L’ultimo incontro annuale della Cattedra del dialogo è stato tenuto da Luca Parisoli, professore di Storia della filosofia medievale nell’Università della Calabria, con una difficile ma acuta lezione su La Chiesa e gli “ultimi” prima durante e dopo il Concilio Vaticano II.
Partendo dalla classica distinzione fra rivelazione, tradizione e magistero, il relatore ha affermato che il Cristianesimo ha costituito la propria “identità” nel corso di molti secoli, presentando quindi una storia non lineare: pur permanendo la fedeltà al messaggio di fondo, non sono mancati momenti di “strappo” o “riforma”.
La tensione verso gli emarginati, gli ultimi, gli esclusi – già presente nel Vecchio Testamento – si evince dai Vangeli e dal variegato messaggio dei Padri della Chiesa, in una prospettiva ben diversa da quella del successivo neotomismo razionalista. Già per San Paolo il cristiano non deve fare distinzione tra persone, non deve discriminare. Così – nel nome del principio di uguaglianza fra gli uomini – la Chiesa tentò di destabilizzare l’istituzione della schiavitù e il codice della vendetta, che prima ancora del denaro produsse “emarginazione”.
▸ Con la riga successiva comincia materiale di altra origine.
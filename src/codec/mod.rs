//! Codec module - typed values carried by data frames.
//!
//! - [`ValueCodec`] - decodes a data frame payload according to its type tag
//! - [`SensorValue`] - the decoded scalar
//!
//! # Example
//!
//! ```
//! use coconut_link::codec::{type_tag, SensorValue, ValueCodec};
//!
//! let value = ValueCodec::decode(type_tag::I16, &[0x2A, 0x00]);
//! assert_eq!(value, Some(SensorValue::I16(42)));
//! ```

mod value;

pub use value::{decode_value, type_tag, SensorValue, ValueCodec, FLOAT_RANGE};
//! # coconut-link
//!
//! Host-side driver for the Coconut robot's serial protocol.
//!
//! The robot speaks a Firmata-derived binary protocol: the host sends
//! `FF 55 len 00 action device sub-command params...` and the robot answers
//! with either a bare 4-byte ack or a typed data frame, each followed by
//! `0D 0A`. Replies carry no request ID, so every reply is matched to the
//! oldest outstanding request expecting that shape and decoded against the
//! frame that request sent.
//!
//! ## Layers
//!
//! - [`protocol`] - framing: building outgoing frames, splitting the
//!   incoming byte stream, classifying frames
//! - [`codec`] - typed sensor values inside data frames
//! - [`command`] - device classes, symbolic parameters, one builder per
//!   operation
//! - [`handler`] - the per-device-class dispatch table
//! - [`pending`] - the request/reply correlator
//! - [`heartbeat`] - the liveness state machine
//! - [`Coconut`] - the facade owning one link
//!
//! ## Example
//!
//! ```no_run
//! use coconut_link::command::{Color, Direction, Side};
//! use coconut_link::Coconut;
//!
//! # async fn run(port: tokio::io::DuplexStream) -> coconut_link::Result<()> {
//! let robot = Coconut::builder().connect(port).await?;
//!
//! robot.rgb_on(Side::Both, Color::Green).await?;
//! robot.move_motor(Direction::Forward).await?;
//! if robot.get_distance(Side::Left).await? < 10 {
//!     robot.stop_all().await?;
//! }
//! # Ok(())
//! # }
//! ```

pub mod codec;
pub mod command;
pub mod error;
pub mod handler;
pub mod heartbeat;
pub mod pending;
pub mod protocol;
pub mod transport;
pub mod writer;

mod peripheral;

pub use error::{CoconutError, Result};
pub use peripheral::{Coconut, PeripheralBuilder, PeripheralConfig};
pub use transport::{LinkObserver, LinkState};
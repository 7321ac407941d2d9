//! Handler module - reply decoding and dispatch.
//!
//! Provides:
//! - [`DispatchTable`] - maps device classes to decode functions
//! - [`RequestContext`] - the outgoing frame a reply is decoded against
//! - [`Response`] / [`Dispatch`] - what a decoded reply resolves

mod context;
mod decode;
mod registry;

pub use context::RequestContext;
pub use decode::{
    decode_buzzer, decode_external, decode_line, decode_matrix, decode_motor, decode_reset,
    decode_rgb, decode_sensor, DecodeFn, Dispatch, Response,
};
pub use registry::DispatchTable;
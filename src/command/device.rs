//! Device-class IDs and sub-command codes.

use std::fmt;

/// Onboard or external subsystem addressed by a frame.
#[derive(Debug, Clone, Copy, PartialEq, Eq, Hash, PartialOrd, Ord)]
#[repr(u8)]
pub enum DeviceClass {
    /// Temperature sensor.
    Temperature = 2,
    /// Light sensors.
    LightSensor = 3,
    /// IR distance sensors.
    IrDistance = 5,
    /// External servo.
    ExtServo = 8,
    /// External DC motor.
    ExtMotor = 9,
    /// IR remote-control receiver.
    RemoteControl = 14,
    /// Line tracer.
    LineTracer = 17,
    /// Accelerometer.
    Accelerometer = 18,
    /// External LED.
    ExtLed = 20,
    /// External speaker.
    ExtSpeaker = 21,
    /// External touch sensor.
    ExtTouch = 22,
    /// External microphone.
    ExtMic = 23,
    /// RGB LEDs.
    RgbLed = 25,
    /// Drive motors.
    Motor = 26,
    /// Digital pin read.
    DigitalPin = 30,
    /// Analog pin read.
    AnalogPin = 31,
    /// Buzzer.
    Buzzer = 34,
    /// 8x8 LED matrix.
    LedMatrix = 41,
    /// Liveness probe.
    Heartbeat = 80,
}

impl DeviceClass {
    /// Every device class, in ID order.
    pub const ALL: [DeviceClass; 19] = [
        DeviceClass::Temperature,
        DeviceClass::LightSensor,
        DeviceClass::IrDistance,
        DeviceClass::ExtServo,
        DeviceClass::ExtMotor,
        DeviceClass::RemoteControl,
        DeviceClass::LineTracer,
        DeviceClass::Accelerometer,
        DeviceClass::ExtLed,
        DeviceClass::ExtSpeaker,
        DeviceClass::ExtTouch,
        DeviceClass::ExtMic,
        DeviceClass::RgbLed,
        DeviceClass::Motor,
        DeviceClass::DigitalPin,
        DeviceClass::AnalogPin,
        DeviceClass::Buzzer,
        DeviceClass::LedMatrix,
        DeviceClass::Heartbeat,
    ];

    /// Wire ID.
    #[inline]
    pub fn id(self) -> u8 {
        self as u8
    }

    /// Look up a device class by wire ID.
    pub fn from_id(id: u8) -> Option<Self> {
        Self::ALL.iter().copied().find(|d| d.id() == id)
    }

    /// Short name used in logs and correlation keys.
    pub fn name(self) -> &'static str {
        match self {
            DeviceClass::Temperature => "temperature",
            DeviceClass::LightSensor => "light",
            DeviceClass::IrDistance => "distance",
            DeviceClass::ExtServo => "ext-servo",
            DeviceClass::ExtMotor => "ext-motor",
            DeviceClass::RemoteControl => "remote",
            DeviceClass::LineTracer => "line",
            DeviceClass::Accelerometer => "accel",
            DeviceClass::ExtLed => "ext-led",
            DeviceClass::ExtSpeaker => "ext-speaker",
            DeviceClass::ExtTouch => "ext-touch",
            DeviceClass::ExtMic => "ext-mic",
            DeviceClass::RgbLed => "rgb",
            DeviceClass::Motor => "motor",
            DeviceClass::DigitalPin => "digital-pin",
            DeviceClass::AnalogPin => "analog-pin",
            DeviceClass::Buzzer => "buzzer",
            DeviceClass::LedMatrix => "matrix",
            DeviceClass::Heartbeat => "heartbeat",
        }
    }
}

impl fmt::Display for DeviceClass {
    fn fmt(&self, f: &mut fmt::Formatter<'_>) -> fmt::Result {
        f.write_str(self.name())
    }
}

/// Motor sub-commands.
pub mod motor {
    /// Move in a direction at a speed.
    pub const MOVE: u8 = 0;
    /// Stop one or both wheels.
    pub const STOP: u8 = 1;
    /// Move for a time, then stop.
    pub const MOVE_TIMED: u8 = 2;
    /// Move while lighting the RGB LEDs.
    pub const MOVE_COLOR: u8 = 3;
    /// Move a distance in centimetres.
    pub const MOVE_CM: u8 = 4;
    /// Turn by a number of degrees.
    pub const TURN_DEGREE: u8 = 5;
}

/// RGB LED sub-commands.
pub mod rgb {
    /// Light with a palette color.
    pub const ON: u8 = 0;
    /// Switch off.
    pub const OFF: u8 = 1;
    /// Light for a time, then switch off.
    pub const ON_TIMED: u8 = 2;
    /// Light with explicit red/green/blue levels.
    pub const CUSTOM: u8 = 3;
}

/// Buzzer sub-commands.
pub mod buzzer {
    /// Play a note for a beat.
    pub const NOTE: u8 = 0;
    /// Play a frequency for a beat.
    pub const BEEP: u8 = 1;
    /// Stay silent for a beat.
    pub const REST: u8 = 2;
    /// Play a stored melody.
    pub const MELODY: u8 = 3;
}

/// Line tracer sub-commands.
pub mod line {
    /// Raw reading for a side.
    pub const READ: u8 = 0;
    /// Whether a side sees the given line color.
    pub const DETECT: u8 = 1;
}

/// LED matrix sub-commands.
pub mod matrix {
    /// Show a number.
    pub const NUMBER: u8 = 0;
    /// Show a character.
    pub const CHAR: u8 = 1;
    /// Show eight row bitmaps.
    pub const PATTERN: u8 = 2;
    /// Clear the display.
    pub const CLEAR: u8 = 3;
}

/// Sub-command shared by every single-operation device class.
pub const DEFAULT_SUB_COMMAND: u8 = 0;

/// Label used as the prefix of a correlation key.
///
/// Returns `None` for a sub-command the device class does not have.
pub fn label(device: DeviceClass, sub_command: u8) -> Option<&'static str> {
    let label = match (device, sub_command) {
        (DeviceClass::Motor, motor::MOVE) => "move-motor",
        (DeviceClass::Motor, motor::STOP) => "stop-motor",
        (DeviceClass::Motor, motor::MOVE_TIMED) => "move-motor-timed",
        (DeviceClass::Motor, motor::MOVE_COLOR) => "move-motor-color",
        (DeviceClass::Motor, motor::MOVE_CM) => "move-motor-cm",
        (DeviceClass::Motor, motor::TURN_DEGREE) => "turn-motor-degree",
        (DeviceClass::RgbLed, rgb::ON) => "rgb-on",
        (DeviceClass::RgbLed, rgb::OFF) => "rgb-off",
        (DeviceClass::RgbLed, rgb::ON_TIMED) => "rgb-on-timed",
        (DeviceClass::RgbLed, rgb::CUSTOM) => "rgb-custom",
        (DeviceClass::Buzzer, buzzer::NOTE) => "play-note",
        (DeviceClass::Buzzer, buzzer::BEEP) => "play-beep",
        (DeviceClass::Buzzer, buzzer::REST) => "play-rest",
        (DeviceClass::Buzzer, buzzer::MELODY) => "play-melody",
        (DeviceClass::LineTracer, line::READ) => "line-read",
        (DeviceClass::LineTracer, line::DETECT) => "line-detect",
        (DeviceClass::LedMatrix, matrix::NUMBER) => "matrix-number",
        (DeviceClass::LedMatrix, matrix::CHAR) => "matrix-char",
        (DeviceClass::LedMatrix, matrix::PATTERN) => "matrix-pattern",
        (DeviceClass::LedMatrix, matrix::CLEAR) => "matrix-clear",
        (DeviceClass::IrDistance, DEFAULT_SUB_COMMAND) => "distance-read",
        (DeviceClass::LightSensor, DEFAULT_SUB_COMMAND) => "light-read",
        (DeviceClass::Temperature, DEFAULT_SUB_COMMAND) => "temperature-read",
        (DeviceClass::Accelerometer, DEFAULT_SUB_COMMAND) => "accel-read",
        (DeviceClass::RemoteControl, DEFAULT_SUB_COMMAND) => "remote-read",
        (DeviceClass::ExtMotor, DEFAULT_SUB_COMMAND) => "ext-motor-move",
        (DeviceClass::ExtServo, DEFAULT_SUB_COMMAND) => "ext-servo-angle",
        (DeviceClass::ExtLed, DEFAULT_SUB_COMMAND) => "ext-led-set",
        (DeviceClass::ExtSpeaker, DEFAULT_SUB_COMMAND) => "ext-speaker-tone",
        (DeviceClass::ExtTouch, DEFAULT_SUB_COMMAND) => "ext-touch-read",
        (DeviceClass::ExtMic, DEFAULT_SUB_COMMAND) => "ext-mic-read",
        (DeviceClass::DigitalPin, DEFAULT_SUB_COMMAND) => "digital-read",
        (DeviceClass::AnalogPin, DEFAULT_SUB_COMMAND) => "analog-read",
        (DeviceClass::Heartbeat, DEFAULT_SUB_COMMAND) => "heartbeat",
        _ => return None,
    };
    Some(label)
}
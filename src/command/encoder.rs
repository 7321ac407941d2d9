//! Command encoder.
//!
//! One builder per operation. Each builder resolves its parameters to
//! protocol codes, builds the frame and returns a [`Request`] holding the
//! frame (as a [`RequestContext`]) and the [`CorrelationKey`] its reply will
//! resolve. Sending is left to the caller.
//!
//! # Example
//!
//! ```
//! use coconut_link::command::{CommandEncoder, Direction};
//!
//! let encoder = CommandEncoder::new();
//! let request = encoder.move_motor(Direction::Forward).unwrap();
//!
//! assert_eq!(
//!     &request.frame()[..],
//!     &[0xFF, 0x55, 0x06, 0x00, 0x02, 0x1A, 0x00, 0x03, 0x3C]
//! );
//! assert_eq!(request.key().to_string(), "move-motor-3");
//! ```

use std::time::Duration;

use bytes::Bytes;

use super::device::{buzzer, line, matrix, motor, rgb, DeviceClass, DEFAULT_SUB_COMMAND};
use super::key::CorrelationKey;
use super::symbol::{Axis, Beat, Color, Detect, Direction, Note, Side};
use crate::error::{CoconutError, Result};
use crate::handler::RequestContext;
use crate::protocol::{action, build_frame, build_reset_frame, millis_i16, FrameShape, Param};

/// Default drive speed.
pub const DEFAULT_SPEED: u8 = 60;

/// Highest octave the buzzer plays.
pub const MAX_OCTAVE: u8 = 8;

/// Largest servo angle.
pub const MAX_SERVO_ANGLE: u8 = 180;

/// Largest number the LED matrix shows.
pub const MAX_MATRIX_NUMBER: u8 = 99;

/// A built request: the frame to write and the key its reply resolves.
#[derive(Debug, Clone, PartialEq, Eq)]
pub struct Request {
    key: CorrelationKey,
    context: RequestContext,
}

impl Request {
    /// Create a request from its key and frame.
    pub fn new(key: CorrelationKey, frame: Bytes) -> Self {
        Self {
            key,
            context: RequestContext::new(frame),
        }
    }

    /// Correlation key.
    #[inline]
    pub fn key(&self) -> &CorrelationKey {
        &self.key
    }

    /// Retained request context.
    #[inline]
    pub fn context(&self) -> &RequestContext {
        &self.context
    }

    /// Frame bytes.
    #[inline]
    pub fn frame(&self) -> &Bytes {
        self.context.frame()
    }

    /// Shape of the expected reply.
    #[inline]
    pub fn expected_shape(&self) -> FrameShape {
        self.context.expected_shape()
    }

    /// Split into key and context.
    pub fn into_parts(self) -> (CorrelationKey, RequestContext) {
        (self.key, self.context)
    }
}

/// Builds request frames for every supported operation.
#[derive(Debug, Clone)]
pub struct CommandEncoder {
    default_speed: u8,
}

impl CommandEncoder {
    /// Create an encoder with the default drive speed.
    pub fn new() -> Self {
        Self::with_default_speed(DEFAULT_SPEED)
    }

    /// Create an encoder with a custom default drive speed.
    pub fn with_default_speed(default_speed: u8) -> Self {
        Self { default_speed }
    }

    /// Speed used by [`Self::move_motor`].
    pub fn default_speed(&self) -> u8 {
        self.default_speed
    }

    fn run(device: DeviceClass, sub: u8, params: &[Param], echo: Vec<u8>) -> Result<Request> {
        let frame = build_frame(action::RUN, device.id(), sub, params)?;
        Ok(Request::new(CorrelationKey::new(device, sub, echo), frame))
    }

    fn get(device: DeviceClass, sub: u8, params: &[Param], echo: Vec<u8>) -> Result<Request> {
        let frame = build_frame(action::GET, device.id(), sub, params)?;
        Ok(Request::new(CorrelationKey::new(device, sub, echo), frame))
    }

    // ------------------------------------------------------------------
    // Drive motors
    // ------------------------------------------------------------------

    /// Move at the default speed.
    pub fn move_motor(&self, direction: Direction) -> Result<Request> {
        self.move_motor_speed(direction, self.default_speed)
    }

    /// Move at `speed`.
    pub fn move_motor_speed(&self, direction: Direction, speed: u8) -> Result<Request> {
        let dir = direction.code();
        Self::run(
            DeviceClass::Motor,
            motor::MOVE,
            &[dir.into(), speed.into()],
            vec![dir],
        )
    }

    /// Stop one or both wheels.
    pub fn stop_motor(&self, side: Side) -> Result<Request> {
        let side = side.code();
        Self::run(DeviceClass::Motor, motor::STOP, &[side.into()], vec![side])
    }

    /// Move for `duration`, then stop. Durations above 32.767 s are clamped.
    pub fn move_motor_timed(
        &self,
        direction: Direction,
        speed: u8,
        duration: Duration,
    ) -> Result<Request> {
        let dir = direction.code();
        Self::run(
            DeviceClass::Motor,
            motor::MOVE_TIMED,
            &[dir.into(), speed.into(), Param::Word(millis_i16(duration))],
            vec![dir],
        )
    }

    /// Move while lighting the LEDs.
    pub fn move_motor_color(&self, direction: Direction, speed: u8, color: Color) -> Result<Request> {
        let (dir, color) = (direction.code(), color.code());
        Self::run(
            DeviceClass::Motor,
            motor::MOVE_COLOR,
            &[dir.into(), speed.into(), color.into()],
            vec![dir, color],
        )
    }

    /// Move `cm` centimetres.
    pub fn move_motor_cm(&self, direction: Direction, cm: u8) -> Result<Request> {
        let dir = direction.code();
        Self::run(
            DeviceClass::Motor,
            motor::MOVE_CM,
            &[dir.into(), cm.into()],
            vec![dir],
        )
    }

    /// Turn by `degrees`.
    pub fn turn_motor_degree(&self, direction: Direction, degrees: i16) -> Result<Request> {
        let dir = direction.code();
        Self::run(
            DeviceClass::Motor,
            motor::TURN_DEGREE,
            &[dir.into(), Param::Word(degrees)],
            vec![dir],
        )
    }

    // ------------------------------------------------------------------
    // RGB LEDs
    // ------------------------------------------------------------------

    /// Light with a palette color.
    pub fn rgb_on(&self, side: Side, color: Color) -> Result<Request> {
        let (side, color) = (side.code(), color.code());
        Self::run(
            DeviceClass::RgbLed,
            rgb::ON,
            &[side.into(), color.into()],
            vec![side, color],
        )
    }

    /// Switch off.
    pub fn rgb_off(&self, side: Side) -> Result<Request> {
        let side = side.code();
        Self::run(DeviceClass::RgbLed, rgb::OFF, &[side.into()], vec![side])
    }

    /// Light for `duration`, then switch off.
    pub fn rgb_on_timed(&self, side: Side, color: Color, duration: Duration) -> Result<Request> {
        let (side, color) = (side.code(), color.code());
        Self::run(
            DeviceClass::RgbLed,
            rgb::ON_TIMED,
            &[side.into(), color.into(), Param::Word(millis_i16(duration))],
            vec![side, color],
        )
    }

    /// Light with explicit levels.
    pub fn rgb_custom(&self, side: Side, red: u8, green: u8, blue: u8) -> Result<Request> {
        let side = side.code();
        Self::run(
            DeviceClass::RgbLed,
            rgb::CUSTOM,
            &[side.into(), red.into(), green.into(), blue.into()],
            vec![side],
        )
    }

    // ------------------------------------------------------------------
    // Buzzer
    // ------------------------------------------------------------------

    /// Play a note.
    pub fn play_note(&self, note: Note, octave: u8, sharp: bool, beat: Beat) -> Result<Request> {
        if octave == 0 || octave > MAX_OCTAVE {
            return Err(CoconutError::InvalidParameter {
                name: "octave",
                value: i64::from(octave),
            });
        }
        let note = note.code();
        Self::run(
            DeviceClass::Buzzer,
            buzzer::NOTE,
            &[
                note.into(),
                octave.into(),
                sharp.into(),
                Param::Word(beat.millis()),
            ],
            vec![note, octave],
        )
    }

    /// Play a frequency in Hz.
    pub fn play_beep(&self, frequency: u16, beat: Beat) -> Result<Request> {
        let frequency = i16::try_from(frequency).map_err(|_| CoconutError::InvalidParameter {
            name: "frequency",
            value: i64::from(frequency),
        })?;
        Self::run(
            DeviceClass::Buzzer,
            buzzer::BEEP,
            &[Param::Word(frequency), Param::Word(beat.millis())],
            vec![],
        )
    }

    /// Rest for a beat.
    pub fn play_rest(&self, beat: Beat) -> Result<Request> {
        Self::run(
            DeviceClass::Buzzer,
            buzzer::REST,
            &[Param::Word(beat.millis())],
            vec![],
        )
    }

    /// Play a stored melody.
    pub fn play_melody(&self, melody: u8) -> Result<Request> {
        Self::run(
            DeviceClass::Buzzer,
            buzzer::MELODY,
            &[melody.into()],
            vec![melody],
        )
    }

    // ------------------------------------------------------------------
    // LED matrix
    // ------------------------------------------------------------------

    /// Show a number from 0 to 99.
    pub fn matrix_number(&self, number: u8) -> Result<Request> {
        if number > MAX_MATRIX_NUMBER {
            return Err(CoconutError::InvalidParameter {
                name: "matrix number",
                value: i64::from(number),
            });
        }
        Self::run(
            DeviceClass::LedMatrix,
            matrix::NUMBER,
            &[number.into()],
            vec![],
        )
    }

    /// Show a printable ASCII character.
    pub fn matrix_char(&self, ch: char) -> Result<Request> {
        if !ch.is_ascii_graphic() && ch != ' ' {
            return Err(CoconutError::InvalidParameter {
                name: "matrix character",
                value: i64::from(u32::from(ch)),
            });
        }
        Self::run(
            DeviceClass::LedMatrix,
            matrix::CHAR,
            &[(ch as u8).into()],
            vec![],
        )
    }

    /// Show eight row bitmaps, top row first.
    pub fn matrix_pattern(&self, rows: [u8; 8]) -> Result<Request> {
        Self::run(
            DeviceClass::LedMatrix,
            matrix::PATTERN,
            &[Param::Array(rows.to_vec())],
            vec![],
        )
    }

    /// Clear the matrix.
    pub fn matrix_clear(&self) -> Result<Request> {
        Self::run(DeviceClass::LedMatrix, matrix::CLEAR, &[], vec![])
    }

    // ------------------------------------------------------------------
    // External peripherals
    // ------------------------------------------------------------------

    /// Drive an external motor.
    pub fn ext_motor_move(&self, port: u8, direction: Direction, speed: u8) -> Result<Request> {
        let dir = direction.code();
        Self::run(
            DeviceClass::ExtMotor,
            DEFAULT_SUB_COMMAND,
            &[port.into(), dir.into(), speed.into()],
            vec![port, dir],
        )
    }

    /// Set an external servo angle (0-180).
    pub fn ext_servo_angle(&self, port: u8, angle: u8) -> Result<Request> {
        if angle > MAX_SERVO_ANGLE {
            return Err(CoconutError::InvalidParameter {
                name: "servo angle",
                value: i64::from(angle),
            });
        }
        Self::run(
            DeviceClass::ExtServo,
            DEFAULT_SUB_COMMAND,
            &[port.into(), angle.into()],
            vec![port],
        )
    }

    /// Switch an external LED.
    pub fn ext_led_set(&self, port: u8, on: bool) -> Result<Request> {
        Self::run(
            DeviceClass::ExtLed,
            DEFAULT_SUB_COMMAND,
            &[port.into(), on.into()],
            vec![port],
        )
    }

    /// Play a frequency on an external speaker.
    pub fn ext_speaker_tone(&self, port: u8, frequency: u16, beat: Beat) -> Result<Request> {
        let frequency = i16::try_from(frequency).map_err(|_| CoconutError::InvalidParameter {
            name: "frequency",
            value: i64::from(frequency),
        })?;
        Self::run(
            DeviceClass::ExtSpeaker,
            DEFAULT_SUB_COMMAND,
            &[port.into(), Param::Word(frequency), Param::Word(beat.millis())],
            vec![port],
        )
    }

    /// Read an external touch sensor.
    pub fn ext_touch(&self, port: u8) -> Result<Request> {
        Self::get(
            DeviceClass::ExtTouch,
            DEFAULT_SUB_COMMAND,
            &[port.into()],
            vec![port],
        )
    }

    /// Read an external microphone.
    pub fn ext_mic(&self, port: u8) -> Result<Request> {
        Self::get(
            DeviceClass::ExtMic,
            DEFAULT_SUB_COMMAND,
            &[port.into()],
            vec![port],
        )
    }

    // ------------------------------------------------------------------
    // Onboard sensors
    // ------------------------------------------------------------------

    /// Read an IR distance sensor.
    pub fn get_distance(&self, side: Side) -> Result<Request> {
        let side = side.code();
        Self::get(
            DeviceClass::IrDistance,
            DEFAULT_SUB_COMMAND,
            &[side.into()],
            vec![side],
        )
    }

    /// Read a light sensor.
    pub fn get_light(&self, side: Side) -> Result<Request> {
        let side = side.code();
        Self::get(
            DeviceClass::LightSensor,
            DEFAULT_SUB_COMMAND,
            &[side.into()],
            vec![side],
        )
    }

    /// Read the temperature.
    pub fn get_temperature(&self) -> Result<Request> {
        Self::get(DeviceClass::Temperature, DEFAULT_SUB_COMMAND, &[], vec![])
    }

    /// Read one accelerometer axis.
    pub fn get_acceleration(&self, axis: Axis) -> Result<Request> {
        let axis = axis.code();
        Self::get(
            DeviceClass::Accelerometer,
            DEFAULT_SUB_COMMAND,
            &[axis.into()],
            vec![axis],
        )
    }

    /// Raw line tracer reading.
    pub fn get_line(&self, side: Side) -> Result<Request> {
        let side = side.code();
        Self::get(DeviceClass::LineTracer, line::READ, &[side.into()], vec![side])
    }

    /// Whether a side sees a line of the given color.
    pub fn detect_line(&self, side: Side, detect: Detect) -> Result<Request> {
        let (side, detect) = (side.code(), detect.code());
        Self::get(
            DeviceClass::LineTracer,
            line::DETECT,
            &[side.into(), detect.into()],
            vec![side, detect],
        )
    }

    /// Last remote-control command received.
    pub fn get_remote(&self) -> Result<Request> {
        Self::get(DeviceClass::RemoteControl, DEFAULT_SUB_COMMAND, &[], vec![])
    }

    /// Read a digital pin.
    pub fn digital_read(&self, pin: u8) -> Result<Request> {
        Self::get(
            DeviceClass::DigitalPin,
            DEFAULT_SUB_COMMAND,
            &[pin.into()],
            vec![pin],
        )
    }

    /// Read an analog pin.
    pub fn analog_read(&self, pin: u8) -> Result<Request> {
        Self::get(
            DeviceClass::AnalogPin,
            DEFAULT_SUB_COMMAND,
            &[pin.into()],
            vec![pin],
        )
    }

    // ------------------------------------------------------------------
    // Link
    // ------------------------------------------------------------------

    /// Liveness probe.
    pub fn heartbeat(&self) -> Result<Request> {
        Self::get(DeviceClass::Heartbeat, DEFAULT_SUB_COMMAND, &[], vec![])
    }

    /// Reset / stop everything.
    pub fn stop_all(&self) -> Request {
        Request::new(CorrelationKey::Reset, build_reset_frame())
    }
}

impl Default for CommandEncoder {
    fn default() -> Self {
        Self::new()
    }
}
Più tardi, San Francesco, dopo aver scelto per sé la povertà, rivolse lo sguardo verso i poveri urbani. Per il movimento francescano i “poveri involontari” non possono più essere considerati marginali.
Col trionfo della società capitalistica tutto cambia: le leggi dell’economia si imposero alla politica e la disuguaglianza diventò fattore determinante.
Il Concilio Vaticano II ha ricondotto invece la Chiesa alle fonti originarie della sua fede, indicando il ritorno ai Padri della Chiesa e all’umiltà del Cristo: il messaggio antropologico della Patristica è il recupero di un pensiero non funzionale all’apologia del denaro. Per Sant’Agostino il solo motore d’azione è l’amore: e questo – secondo Parisoli – sfugge all’analisi filosofica perché quello dei cristiani è un amore gratuito.
Il relatore ha contrapposto il paradosso dell’“alveare scontento” di B. de Mandeville all’ideale di sobrietà espresso oggi dall’enciclica “Laudato sì” di Papa Francesco, il quale al contrario riprende la dimensione cristologica del movimento francescano che invita a “servire il Cristo nella persona dei poveri”.
Naturalmente non è facile porre attenzione agli ultimi, ai marginali (non necessariamente tali perché senza denaro), né è automatico che il genuino richiamo alla povertà evangelica si traduca in progetti politici e sociali.
La questione è più complessa: nell’attuale società non è più tanto Dio a legittimare la morale, quanto la legge dello Stato e purtroppo la legge dello Stato democratico (ossia della maggioranza) non sempre tiene conto degli ultimi. Un cristiano, invece – anche grazie al Vaticano II – è invitato a non dimenticarli, aderendo a un’antropologia non costruita sul dio danaro.